ASSIGNMENT: Below are the records. Reproduce the line that contains "store.save_session_progress(&first).unwrap();" and every line after it to the end, exactly and alone.

Saved data entries:
━━━━━━

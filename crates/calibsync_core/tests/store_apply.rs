mod common;

use calibsync_core::diff::InstrumentUpdate;
use calibsync_core::model::audit::NewAuditEntry;
use calibsync_core::model::instrument::FieldUpdate;
use calibsync_core::{
    open_db_in_memory, AuditOperation, CalibrationEvidence, CalibrationResult, ExternalId,
    Instrument, InstrumentStatus, ReconciliationStore, SessionErrorKind, SessionRepository,
    SessionStatus, SqliteReconciliationStore, StoreError, SyncSession,
};
use common::{begin_test_session, date};
use rusqlite::Connection;

fn new_instrument(external_id: &str) -> Instrument {
    let mut instrument = Instrument::new(
        ExternalId::parse(external_id).unwrap(),
        "PT-100",
        date(2025, 1, 1),
    );
    instrument.category = Some("Thermometer".to_string());
    instrument
}

fn count_rows(conn: &Connection, table: &str) -> i64 {
    conn.query_row(&format!("SELECT COUNT(*) FROM {table};"), [], |row| row.get(0))
        .unwrap()
}

#[test]
fn create_assigns_revision_one_and_appends_history_and_audit() {
    let conn = open_db_in_memory().unwrap();
    let store = SqliteReconciliationStore::try_new(&conn).unwrap();
    let context = begin_test_session(&store);

    let stored = store
        .apply_create(&new_instrument("INS-100"), &context)
        .unwrap();
    assert_eq!(stored.revision, 1);

    let snapshot = store.snapshot().unwrap();
    assert_eq!(snapshot, vec![stored.clone()]);
    assert_eq!(
        snapshot[0].last_calibration,
        Some(CalibrationEvidence {
            performed_on: date(2024, 6, 1),
            result: None,
        })
    );

    let history = store.calibration_history(stored.uuid).unwrap();
    assert_eq!(history.len(), 1);
    assert_eq!(history[0].next_due, date(2025, 1, 1));
    assert_eq!(history[0].session_id, Some(context.session_id));

    let audit = store.audit_for_instrument(stored.uuid).unwrap();
    assert_eq!(audit.len(), 1);
    assert_eq!(audit[0].operation, AuditOperation::Create);
    assert_eq!(audit[0].revision, 1);
    assert_eq!(audit[0].session_id, Some(context.session_id));
    assert!(audit[0].changes.iter().all(|change| change.before.is_none()));
}

#[test]
fn update_records_field_diff_and_new_calibration_on_due_date_change() {
    let conn = open_db_in_memory().unwrap();
    let store = SqliteReconciliationStore::try_new(&conn).unwrap();
    let context = begin_test_session(&store);
    let stored = store
        .apply_create(&new_instrument("INS-1"), &context)
        .unwrap();

    let update = InstrumentUpdate {
        uuid: stored.uuid,
        external_id: stored.external_id.clone(),
        expected_revision: 1,
        changes: vec![
            FieldUpdate::Location(Some("Lab 3".to_string())),
            FieldUpdate::DueDate(date(2026, 1, 1)),
        ],
        calibration: Some(CalibrationEvidence {
            performed_on: date(2025, 1, 2),
            result: Some(CalibrationResult::Conditional),
        }),
        remote_modified_at: Some(1_735_776_000_000),
    };
    assert_eq!(store.apply_update(&update, &context).unwrap(), 2);

    let current = store.get_instrument(stored.uuid).unwrap().unwrap();
    assert_eq!(current.revision, 2);
    assert_eq!(current.location.as_deref(), Some("Lab 3"));
    assert_eq!(current.due_date, date(2026, 1, 1));
    assert_eq!(current.remote_modified_at, Some(1_735_776_000_000));

    let history = store.calibration_history(stored.uuid).unwrap();
    assert_eq!(history.len(), 2);
    let latest = history.last().unwrap();
    assert_eq!(latest.next_due, current.due_date);
    assert_eq!(latest.performed_on, date(2025, 1, 2));
    assert_eq!(latest.result, Some(CalibrationResult::Conditional));

    let audit = store.audit_for_instrument(stored.uuid).unwrap();
    let entry = audit.last().unwrap();
    assert_eq!(entry.operation, AuditOperation::Update);
    assert_eq!(entry.revision, 2);
    assert_eq!(entry.changes.len(), 2);
    assert_eq!(entry.changes[0].before.as_deref(), None);
    assert_eq!(entry.changes[0].after.as_deref(), Some("Lab 3"));
    assert_eq!(entry.changes[1].before.as_deref(), Some("2025-01-01"));
    assert_eq!(entry.changes[1].after.as_deref(), Some("2026-01-01"));
}

#[test]
fn update_without_due_date_change_keeps_history() {
    let conn = open_db_in_memory().unwrap();
    let store = SqliteReconciliationStore::try_new(&conn).unwrap();
    let context = begin_test_session(&store);
    let stored = store
        .apply_create(&new_instrument("INS-1"), &context)
        .unwrap();

    let update = InstrumentUpdate {
        uuid: stored.uuid,
        external_id: stored.external_id.clone(),
        expected_revision: 1,
        changes: vec![FieldUpdate::Owner(Some("Quality".to_string()))],
        calibration: None,
        remote_modified_at: None,
    };
    store.apply_update(&update, &context).unwrap();
    assert_eq!(store.calibration_history(stored.uuid).unwrap().len(), 1);
}

#[test]
fn stale_revision_is_rejected_without_side_effects() {
    let conn = open_db_in_memory().unwrap();
    let store = SqliteReconciliationStore::try_new(&conn).unwrap();
    let context = begin_test_session(&store);
    let stored = store
        .apply_create(&new_instrument("INS-1"), &context)
        .unwrap();
    let audit_before = count_rows(&conn, "audit_entries");

    let update = InstrumentUpdate {
        uuid: stored.uuid,
        external_id: stored.external_id.clone(),
        expected_revision: 7,
        changes: vec![FieldUpdate::Tag("PT-200".to_string())],
        calibration: None,
        remote_modified_at: None,
    };
    let err = store.apply_update(&update, &context).unwrap_err();
    assert!(matches!(
        err,
        StoreError::RevisionConflict {
            expected: 7,
            actual: 1,
            ..
        }
    ));
    assert!(err.is_record_scoped());
    assert_eq!(store.get_instrument(stored.uuid).unwrap().unwrap(), stored);
    assert_eq!(count_rows(&conn, "audit_entries"), audit_before);
}

#[test]
fn duplicate_live_create_rolls_back_completely() {
    let conn = open_db_in_memory().unwrap();
    let store = SqliteReconciliationStore::try_new(&conn).unwrap();
    let context = begin_test_session(&store);
    store
        .apply_create(&new_instrument("INS-1"), &context)
        .unwrap();
    let calibrations_before = count_rows(&conn, "calibration_records");
    let audit_before = count_rows(&conn, "audit_entries");

    let err = store
        .apply_create(&new_instrument("INS-1"), &context)
        .unwrap_err();
    assert!(matches!(err, StoreError::Constraint(_)));
    assert_eq!(count_rows(&conn, "instruments"), 1);
    assert_eq!(count_rows(&conn, "calibration_records"), calibrations_before);
    assert_eq!(count_rows(&conn, "audit_entries"), audit_before);
}

#[test]
fn soft_delete_retires_and_frees_external_id() {
    let conn = open_db_in_memory().unwrap();
    let store = SqliteReconciliationStore::try_new(&conn).unwrap();
    let context = begin_test_session(&store);
    let stored = store
        .apply_create(&new_instrument("INS-1"), &context)
        .unwrap();

    assert_eq!(
        store
            .apply_soft_delete(stored.uuid, 1, &context)
            .unwrap(),
        2
    );
    let retired = store.get_instrument(stored.uuid).unwrap().unwrap();
    assert_eq!(retired.status, InstrumentStatus::Retired);
    assert_eq!(store.calibration_history(stored.uuid).unwrap().len(), 1);
    assert!(store
        .find_live_instrument(&stored.external_id)
        .unwrap()
        .is_none());

    let replacement = store
        .apply_create(&new_instrument("INS-1"), &context)
        .unwrap();
    assert_ne!(replacement.uuid, stored.uuid);
    assert_eq!(store.snapshot().unwrap().len(), 2);

    let operations: Vec<_> = store
        .audit_for_session(context.session_id)
        .unwrap()
        .into_iter()
        .map(|entry| entry.operation)
        .collect();
    assert_eq!(
        operations,
        vec![
            AuditOperation::Create,
            AuditOperation::SoftDelete,
            AuditOperation::Create
        ]
    );
}

#[test]
fn manual_status_sets_override_and_audits_without_session() {
    let conn = open_db_in_memory().unwrap();
    let store = SqliteReconciliationStore::try_new(&conn).unwrap();
    let context = begin_test_session(&store);
    let stored = store
        .apply_create(&new_instrument("INS-1"), &context)
        .unwrap();

    let revision = store
        .set_manual_status(stored.uuid, InstrumentStatus::InMaintenance)
        .unwrap();
    assert_eq!(revision, 2);

    let current = store.get_instrument(stored.uuid).unwrap().unwrap();
    assert_eq!(current.status, InstrumentStatus::InMaintenance);
    assert!(current.status_override);

    let audit = store.audit_for_instrument(stored.uuid).unwrap();
    let entry = audit.last().unwrap();
    assert_eq!(entry.operation, AuditOperation::ManualStatus);
    assert_eq!(entry.session_id, None);
    assert_eq!(entry.changes[0].before.as_deref(), Some("active"));
    assert_eq!(entry.changes[0].after.as_deref(), Some("in_maintenance"));
}

#[test]
fn record_audit_appends_standalone_entry() {
    let conn = open_db_in_memory().unwrap();
    let store = SqliteReconciliationStore::try_new(&conn).unwrap();
    let context = begin_test_session(&store);
    let stored = store
        .apply_create(&new_instrument("INS-1"), &context)
        .unwrap();

    let audit_id = store
        .record_audit(&NewAuditEntry {
            session_id: Some(context.session_id),
            instrument_uuid: stored.uuid,
            external_id: stored.external_id.clone(),
            operation: AuditOperation::Update,
            revision: stored.revision,
            changes: Vec::new(),
        })
        .unwrap();

    let entries = store.audit_for_session(context.session_id).unwrap();
    assert_eq!(entries.last().unwrap().audit_id, audit_id);
    assert!(conn
        .execute("DELETE FROM audit_entries;", [])
        .is_err());
}

#[test]
fn sealed_sessions_are_immutable_and_listed_newest_first() {
    let conn = open_db_in_memory().unwrap();
    let store = SqliteReconciliationStore::try_new(&conn).unwrap();

    let mut first = SyncSession::new(1_000, None);
    store.begin_session(&first).unwrap();
    first.status = SessionStatus::Fetching;
    store.save_session_progress(&first).unwrap();
    first.status = SessionStatus::Succeeded;
    first.finished_at = Some(2_000);
    first.counts.created = 4;
    store.seal_session(&first).unwrap();

    let mut second = SyncSession::new(3_000, Some(1_000));
    store.begin_session(&second).unwrap();
    second.status = SessionStatus::Failed;
    second.record_error(SessionErrorKind::SourceUnavailable, None, "timeout");
    store.seal_session(&second).unwrap();

    assert!(matches!(
        store.seal_session(&second),
        Err(StoreError::SessionSealed(id)) if id == second.id
    ));
    second.status = SessionStatus::Applying;
    assert!(matches!(
        store.save_session_progress(&second),
        Err(StoreError::SessionSealed(_))
    ));

    let listed = store.list_sessions(10).unwrap();
    assert_eq!(
        listed.iter().map(|session| session.id).collect::<Vec<_>>(),
        vec![second.id, first.id]
    );
    assert_eq!(listed[1], first);
    assert_eq!(listed[0].errors.len(), 1);
    assert_eq!(listed[0].since, Some(1_000));

    let last_ok = store.last_succeeded_session().unwrap().unwrap();
    assert_eq!(last_ok.id, first.id);
    assert_eq!(store.get_session(second.id).unwrap().unwrap().status, SessionStatus::Failed);
}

━━━━━━

THE COMPLETED TASK:
    store.save_session_progress(&first).unwrap();
    first.status = SessionStatus::Succeeded;
    first.finished_at = Some(2_000);
    first.counts.created = 4;
    store.seal_session(&first).unwrap();

    let mut second = SyncSession::new(3_000, Some(1_000));
    store.begin_session(&second).unwrap();
    second.status = SessionStatus::Failed;
    second.record_error(SessionErrorKind::SourceUnavailable, None, "timeout");
    store.seal_session(&second).unwrap();

    assert!(matches!(
        store.seal_session(&second),
        Err(StoreError::SessionSealed(id)) if id == second.id
    ));
    second.status = SessionStatus::Applying;
    assert!(matches!(
        store.save_session_progress(&second),
        Err(StoreError::SessionSealed(_))
    ));

    let listed = store.list_sessions(10).unwrap();
    assert_eq!(
        listed.iter().map(|session| session.id).collect::<Vec<_>>(),
        vec![second.id, first.id]
    );
    assert_eq!(listed[1], first);
    assert_eq!(listed[0].errors.len(), 1);
    assert_eq!(listed[0].since, Some(1_000));

    let last_ok = store.last_succeeded_session().unwrap().unwrap();
    assert_eq!(last_ok.id, first.id);
    assert_eq!(store.get_session(second.id).unwrap().unwrap().status, SessionStatus::Failed);
}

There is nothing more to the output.